_Problem_: Would you copy every line of the listing below that includes the word "namespace"?

_Extracted information_:
//! Routing key parsing.
//!
//! Routing keys follow `<namespace>.<event-type>.<action...>`. The first two
//! segments only select the queue; the remainder names the handler.

use std::fmt;

/// Number of leading routing key segments that are not part of the action.
pub const PREFIX_SEGMENTS: usize = 2;

/// A dot-delimited AMQP routing key, e.g. `stoa.request.build`.
#[derive(Debug, Clone, PartialEq, Eq, Hash)]
pub struct RoutingKey(String);

impl RoutingKey {
    pub fn new(key: impl Into<String>) -> Self {
        Self(key.into())
    }

    pub fn as_str(&self) -> &str {
        &self.0
    }

    pub fn segments(&self) -> impl Iterator<Item = &str> {
        self.0.split('.')
    }

    /// The first segment, if the key has one.
    pub fn namespace(&self) -> Option<&str> {
        self.segments().next().filter(|s| !s.is_empty())
    }

    pub fn event_type(&self) -> Option<&str> {
        self.segments().nth(1)
    }

    /// Everything after the `<namespace>.<event-type>` prefix.
    ///
    /// Keys with fewer than three segments yield an empty action.
    pub fn action(&self) -> ActionId {
        ActionId(
            self.segments()
                .skip(PREFIX_SEGMENTS)
                .map(str::to_owned)
                .collect(),
        )
    }
}

impl fmt::Display for RoutingKey {
    fn fmt(&self, f: &mut fmt::Formatter<'_>) -> fmt::Result {
        f.write_str(&self.0)
    }
}

impl From<&str> for RoutingKey {
    fn from(key: &str) -> Self {
        Self::new(key)
    }
}

impl From<String> for RoutingKey {
    fn from(key: String) -> Self {
        Self(key)
    }
}

/// The variable-length action tuple that selects a handler.
#[derive(Debug, Clone, Default, PartialEq, Eq, Hash)]
pub struct ActionId(Vec<String>);

impl ActionId {
    pub fn new<I, S>(segments: I) -> Self
    where
        I: IntoIterator<Item = S>,
        S: Into<String>,
    {
        Self(segments.into_iter().map(Into::into).collect())
    }

    pub fn is_empty(&self) -> bool {
        self.0.is_empty()
    }

    pub fn segments(&self) -> &[String] {
        &self.0
    }
}

impl fmt::Display for ActionId {
    fn fmt(&self, f: &mut fmt::Formatter<'_>) -> fmt::Result {
        if self.0.is_empty() {
            return f.write_str("()");
        }
        f.write_str(&self.0.join("."))
    }
}

impl<const N: usize> From<[&str; N]> for ActionId {
    fn from(segments: [&str; N]) -> Self {
        Self::new(segments)
    }
}

impl From<&[&str]> for ActionId {
    fn from(segments: &[&str]) -> Self {
        Self::new(segments.iter().copied())
    }
}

_Solution_:
//! Routing keys follow `<namespace>.<event-type>.<action...>`. The first two
    pub fn namespace(&self) -> Option<&str> {
    /// Everything after the `<namespace>.<event-type>` prefix.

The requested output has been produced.